- Born: Jakob Frank Denzinger June 29, 1924 Osijek, Kingdom of Yugoslavia
- Died: February 11, 2016 (aged 91) Osijek, Croatia
- Known for: Former Schutzstaffel member; concentration camp guard during the Holocaust

= Jakob Denzinger =

Holocaust concentration camp guard

Jakob Frank Denzinger (June 29, 1924 - February 11, 2016) was a Croatian-American concentration camp guard during the Holocaust. He served at five separate concentration camps across three countries as a member of the SS-Totenkopfverbände, including a lengthy stint as a guard at Auschwitz-Birkenau. In 1956, Denzinger emigrated to the United States, becoming a naturalized citizen in 1972. Following an investigation by the US Justice Department, Denzinger fled the US in 1989 in advance of his denaturalization. An Associated Press investigation reported in October 2014 that despite being denaturalized, Denzinger was still receiving monthly Social Security payments through an immigration loophole. In response to the report, the legislature passed a law closing the loophole. President Barack Obama signed the bill in December 2014.

==Early life==
Jakob Frank Denzinger was born in Osijek, Croatia, then in the Kingdom of Yugoslavia, and was of ethnic German descent. He had at least one brother, named Andrija Denzinger, who is married to Julia Denzinger. In 1950, Jakob married Maria ("Mary"), who was born in Cepin, Croatia on January 17, 1927.

==Nazi era==
During World War II Denzinger served as a guard at five separate concentration and extermination-death camps: The extermination-death camps at Auschwitz and Mauthausen; and concentration camps Plaszow, Sachsenhausen and Buchenwald. At the age of 18 in 1942, Denzinger began serving in the Schutzstaffel. Starting the next year, he served in the Auschwitz extermination-death camp from May 1943 to March 1945. On April 24, 1945, Denzinger was taken prisoner by Allied forces in France. He was presumably held until the end of the war, 2 September 1945.

==Life in America==
Denzinger obtained an entry visa into the United States at the American Embassy in Frankfurt. In October 1956, he entered the US and became naturalized in 1972. He settled in Akron, Ohio. Working as a plastics executive, Denzinger "had acquired the trappings of success: a Cadillac DeVille and a Lincoln Town Car, a lakefront home, investments in oil and real estate."

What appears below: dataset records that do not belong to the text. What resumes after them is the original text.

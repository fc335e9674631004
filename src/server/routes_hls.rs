//! Jellyfin-compatible HLS segment and encoding routes.
//!
//! The audio and video segment routes are legacy endpoints that clients hit
//! without credentials. The playlist, active-encodings and ping routes are
//! protected.

use axum::{
    extract::{Path, Query, State},
    http::StatusCode,
    response::{IntoResponse, Response},
    routing::{get, post},
    Json, Router,
};
use serde::Deserialize;

use super::AppContext;
use crate::error::{AppError, Error};
use crate::transcoding::paths::{self, is_safe_component};
use crate::transcoding::{find_playlist_path, JobFilter, JobSnapshot};

/// Routes reachable without authentication.
pub fn legacy_segment_routes() -> Router<AppContext> {
    Router::new()
        .route(
            "/Audio/:item_id/hls/:segment_id/:file_name",
            get(get_hls_audio_segment),
        )
        .route(
            "/Videos/:item_id/hls/:playlist_id/:segment_file",
            get(get_hls_video_segment),
        )
}

/// Routes that require authentication.
pub fn protected_routes() -> Router<AppContext> {
    Router::new()
        .route(
            "/Videos/:item_id/hls/:playlist_id/stream.m3u8",
            get(get_hls_playlist),
        )
        .route(
            "/Videos/ActiveEncodings",
            get(list_active_encodings).delete(stop_encoding_process),
        )
        .route("/Sessions/Playing/Ping", post(ping_playback_session))
}

// ============================================================================
// Request types
// ============================================================================

#[derive(Debug, Deserialize)]
pub struct ActiveEncodingsQuery {
    #[serde(alias = "deviceId", alias = "DeviceId")]
    pub device_id: Option<String>,
    #[serde(alias = "playSessionId", alias = "PlaySessionId")]
    pub play_session_id: Option<String>,
}

#[derive(Debug, Deserialize)]
pub struct PingQuery {
    #[serde(alias = "playSessionId", alias = "PlaySessionId")]
    pub play_session_id: Option<String>,
}

// ============================================================================
// Handlers
// ============================================================================

/// GET /Audio/{itemId}/hls/{segmentId}/stream.{mp3|aac}
pub async fn get_hls_audio_segment(
    State(ctx): State<AppContext>,
    Path((item_id, segment_id, file_name)): Path<(String, String, String)>,
) -> Result<Response, AppError> {
    if !matches!(file_name.as_str(), "stream.mp3" | "stream.aac") || !is_safe_component(&segment_id)
    {
        return Err(Error::not_found("audio segment", &segment_id).into());
    }

    let path = paths::audio_segment_path(
        ctx.output_dir(),
        &segment_id,
        paths::request_extension(&file_name),
    );
    tracing::debug!(%item_id, path = %path.display(), "HLS audio segment request");

    Ok(ctx.streamer.stream(&path, None).await?)
}

/// GET /Videos/{itemId}/hls/{playlistId}/stream.m3u8
pub async fn get_hls_playlist(
    State(ctx): State<AppContext>,
    Path((item_id, playlist_id)): Path<(String, String)>,
) -> Result<Response, AppError> {
    if !is_safe_component(&playlist_id) {
        return Err(Error::not_found("playlist", &playlist_id).into());
    }

    let path = paths::playlist_path(ctx.output_dir(), &playlist_id, ".m3u8");
    tracing::debug!(%item_id, path = %path.display(), "HLS playlist request");

    Ok(ctx.streamer.stream(&path, Some(&path)).await?)
}

/// GET /Videos/{itemId}/hls/{playlistId}/{segmentId}.{segmentContainer}
pub async fn get_hls_video_segment(
    State(ctx): State<AppContext>,
    Path((item_id, playlist_id, segment_file)): Path<(String, String, String)>,
) -> Result<Response, AppError> {
    let Some((segment_id, container)) = segment_file.rsplit_once('.') else {
        return Err(Error::not_found("video segment", &segment_file).into());
    };
    if !is_safe_component(&segment_file) || segment_id.is_empty() || container.is_empty() {
        return Err(Error::not_found("video segment", &segment_file).into());
    }

    let playlist = find_playlist_path(ctx.output_dir(), &playlist_id)
        .await
        .ok_or_else(|| Error::not_found("playlist", &playlist_id))?;

    let path = paths::video_segment_path(ctx.output_dir(), segment_id, container);
    tracing::debug!(
        %item_id,
        playlist = %playlist.display(),
        path = %path.display(),
        "HLS video segment request"
    );

    Ok(ctx.streamer.stream(&path, Some(&playlist)).await?)
}

/// DELETE /Videos/ActiveEncodings?deviceId=..&playSessionId=..
pub async fn stop_encoding_process(
    State(ctx): State<AppContext>,
    Query(query): Query<ActiveEncodingsQuery>,
) -> Result<StatusCode, AppError> {
    let (Some(device_id), Some(play_session_id)) = (query.device_id, query.play_session_id) else {
        return Err(Error::Validation("deviceId and playSessionId are required".into()).into());
    };

    let killed = ctx
        .termination
        .kill(&JobFilter::session(&device_id, &play_session_id))
        .await;
    tracing::info!(%device_id, %play_session_id, killed, "Stopped active encodings");

    Ok(StatusCode::NO_CONTENT)
}

/// GET /Videos/ActiveEncodings
pub async fn list_active_encodings(State(ctx): State<AppContext>) -> Json<Vec<JobSnapshot>> {
    Json(ctx.registry.snapshot())
}

/// POST /Sessions/Playing/Ping?playSessionId=..
pub async fn ping_playback_session(
    State(ctx): State<AppContext>,
    Query(query): Query<PingQuery>,
) -> impl IntoResponse {
    if let Some(play_session_id) = query.play_session_id {
        let touched = ctx
            .registry
            .ping(&JobFilter::PlaySession(play_session_id.clone()));
        tracing::debug!(%play_session_id, touched, "Playback session ping");
    }
    StatusCode::NO_CONTENT
}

Having learned that American authorities had started the denaturalization process against him, Denzinger left for West Germany in August 1989 after packing "a pair of suitcases". In November 1989, just three months after Denzinger had left the country, his U.S. citizenship was revoked.

==Later life==
After arriving in West Germany, Denzinger soon moved to his native Osijek, Croatia, where as of 2014 he lived "in a spacious apartment". In October 2014, the U.S. Justice Department's Office of Special Investigations came under scrutiny of Congress and the press when reports in the press revealed that Denzinger and others were collecting American Social Security benefits while living abroad. Denzinger was one of these men, collecting $1500 a month, about twice the average take home pay of Croatian workers. In response to the report, the legislature passed a law closing the loophole. President Barack Obama signed the bill in December 2014.

In 2014 the Croatian government opened a war crimes investigation into Denzinger. He was wanted in Germany, and his name was on a list of people to be prosecuted specifically for Nazi war crimes. Croatian officials have requested documents from the German government, the United States, and the Simon Wiesenthal Centre to support their investigation.

Denzinger's son Thomas stated, "He's made a new life for himself over there [in Croatia]. But he's angry. He claims he was drafted into the army and he did as he was told. You do as you are told or they line you up against a wall and shoot you. You don’t have any choice".

In Čepin, Croatia, a grave was prepared for Denzinger before his death. The grave has a tombstone on black marble along with gold-colored inscriptions. A portrait photo of Denzinger is included on the tombstone, protected from the elements by a clear plastic coating. Denzinger's wife Maria died on April 26, 2014, in the United States after being diagnosed with lung cancer three days before. Denzinger died in Croatia on February 11, 2016.